Private and public ceremonies mark many of the important moments in Benin's yearly calendar. In the past, an elaborate series of rites were performed throughout the year to secure otherworldly support for the kingdom's well-being and to celebrate decisive events in its history. For the sake of convenience, the current monarch, Oba Ewuare II, emphasizes the end-of-year festival called Igue, which is held during the winter holidays to allow the greatest number of people to attend. Igue includes a sequence of rituals that renew the Oba's supernatural powers and cleanse the kingdom's unruly spirits.

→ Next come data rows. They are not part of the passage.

use crate::core::domain::model::protocol::ProtocolName;
use std::fmt;
use thiserror::Error;

/// The main error type for BMC client resolution.
///
/// This enum represents all possible errors that can occur while
/// resolving a machine's BMC into a usable client, including store
/// lookups, configuration shape problems, credential extraction and
/// client construction, plus runtime failures of the constructed client.
#[derive(Error, Debug)]
pub enum BmcError {
    /// A record could not be fetched from the resource store
    ///
    /// # Fields
    /// * `kind` - The kind of record that was looked up
    /// * `name` - The exact name used for the lookup
    /// * `source` - The store failure, surfaced verbatim
    #[error("failed to get {kind} '{name}': {source}")]
    Lookup {
        kind: ResourceKind,
        name: String,
        #[source]
        source: StoreError,
    },

    /// The machine carries neither a BMC reference nor an inline BMC
    ///
    /// # Fields
    /// * `0` - The machine name
    #[error("machine {0} has neither a BMC reference nor a BMC configured")]
    NoBmcConfigured(String),

    /// The BMC carries neither an inline endpoint nor an endpoint reference
    ///
    /// # Fields
    /// * `0` - The BMC name
    #[error("BMC {0} has neither an endpoint nor an endpoint reference configured")]
    NoEndpointConfigured(String),

    /// The protocol name does not match any supported client
    ///
    /// # Fields
    /// * `0` - The protocol name as found in the record
    #[error("unsupported BMC protocol {0}")]
    UnsupportedProtocol(String),

    /// The BMC secret did not yield usable credentials
    #[error("failed to get credentials from BMC secret for {protocol} client: {source}")]
    Credentials {
        protocol: ProtocolName,
        #[source]
        source: CredentialError,
    },

    /// The transport client could not be constructed
    #[error("failed to create {protocol} client: {source}")]
    ClientConstruction {
        protocol: ProtocolName,
        #[source]
        source: ClientBuildError,
    },

    /// Represents validation failures of addresses, ports and configuration
    #[error("Validation error: {0}")]
    Validation(#[from] ValidationError),

    /// A request issued by a constructed client failed
    ///
    /// # Fields
    /// * `0` - A description of what went wrong
    #[error("Connection error: {0}")]
    Connection(String),

    /// A polling loop of a constructed client ran out of time
    ///
    /// # Fields
    /// * `0` - What was being waited for
    #[error("timed out waiting for {0}")]
    Timeout(String),
}

/// Failures reported by a [`ResourceStore`](crate::ResourceStore) lookup.
#[derive(Error, Debug, Clone, PartialEq, Eq)]
pub enum StoreError {
    /// No record of that kind exists under the given name
    #[error("{kind} '{name}' not found")]
    NotFound { kind: ResourceKind, name: String },

    /// The store could not be reached or answered with an error
    #[error("resource store unavailable: {0}")]
    Unavailable(String),
}

/// Failures while extracting a username/password pair from a BMC secret.
#[derive(Error, Debug, Clone, PartialEq, Eq)]
pub enum CredentialError {
    /// A required key is absent from the secret data
    #[error("no {0} found in the BMC secret")]
    MissingField(CredentialField),

    /// A required key is present but its value is empty
    #[error("the {0} in the BMC secret is empty")]
    Empty(CredentialField),

    /// A required key holds bytes that are not valid UTF-8
    #[error("the {0} in the BMC secret is not valid UTF-8")]
    InvalidEncoding(CredentialField),
}

/// Failures while building a transport client from resolved parameters.
#[derive(Error, Debug)]
pub enum ClientBuildError {
    /// The HTTP client could not be set up
    #[error("HTTP client setup failed: {0}")]
    Http(#[from] reqwest::Error),

    /// The client options are not usable
    #[error("invalid client options: {0}")]
    InvalidOptions(String),

    /// The address or port cannot form a usable origin
    #[error("invalid endpoint: {0}")]
    InvalidEndpoint(#[from] ValidationError),
}

/// Specialized error type for validation failures.
///
/// This enum provides detailed context about why a validation
/// failed, including field-specific errors and format violations.
#[derive(Error, Debug, Clone, PartialEq, Eq)]
pub enum ValidationError {
    /// Represents a validation failure for a specific field
    ///
    /// # Fields
    /// * `field` - The name of the field that failed validation
    /// * `message` - A detailed message about why validation failed
    #[error("Field '{field}' validation failed: {message}")]
    Field { field: String, message: String },

    /// Represents format/syntax validation failures
    ///
    /// # Fields
    /// * `0` - Description of the format violation
    #[error("Format error: {0}")]
    Format(String),

    /// Represents violations of domain constraints
    ///
    /// # Fields
    /// * `0` - Description of the constraint violation
    #[error("Domain constraint violation: {0}")]
    ConstraintViolation(String),
}

/// The kinds of records held by the resource store.
#[derive(Debug, Clone, Copy, PartialEq, Eq, Hash)]
pub enum ResourceKind {
    Machine,
    Bmc,
    Endpoint,
    BmcSecret,
}

impl fmt::Display for ResourceKind {
    fn fmt(&self, f: &mut fmt::Formatter<'_>) -> fmt::Result {
        match self {
            ResourceKind::Machine => write!(f, "machine"),
            ResourceKind::Bmc => write!(f, "BMC"),
            ResourceKind::Endpoint => write!(f, "endpoint"),
            ResourceKind::BmcSecret => write!(f, "BMC secret"),
        }
    }
}

/// The two keys a BMC secret must carry.
#[derive(Debug, Clone, Copy, PartialEq, Eq)]
pub enum CredentialField {
    Username,
    Password,
}

impl CredentialField {
    /// Returns the secret data key holding this field.
    pub fn key(&self) -> &'static str {
        match self {
            CredentialField::Username => "username",
            CredentialField::Password => "password",
        }
    }
}

impl fmt::Display for CredentialField {
    fn fmt(&self, f: &mut fmt::Formatter<'_>) -> fmt::Result {
        f.write_str(self.key())
    }
}

/// Type alias for Results that may fail with a BmcError
pub type BmcResult<T> = Result<T, BmcError>;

Benin's other important ritual festivals include Ague, where the first budded yams are blessed in hopes of a successful harvest; Ugie Ivie, the Festival of Beads, in which the Oba's coral and red stone regalia is bathed in cow's blood to reinvest it with spiritual force; Ugie Erha Oba, which honors the Oba's father and all paternal ancestors; Oduduwa, a masquerade that likewise honors the Oba's paternal ancestors; and Ugie Oro, celebrating Oba Esigie's victory over the Idah Kingdom in the 16th century.

Finely carved ivory double gongs are examples of art related to rituals at court. They are called “double” gongs because of second, smaller resonating cups at their front. Typically, the central image is the Oba in coral regalia supported by the high priests Osa and Osuan, officials who tend the altars of the kingdom's two patron gods. These gongs are still carried today by the Oba during Emobo, the last of the empowering rites of the Igue festival. The Oba gently taps the ivory instrument, creating a rhythmic sound to calm and dismiss unruly spirits from the kingdom.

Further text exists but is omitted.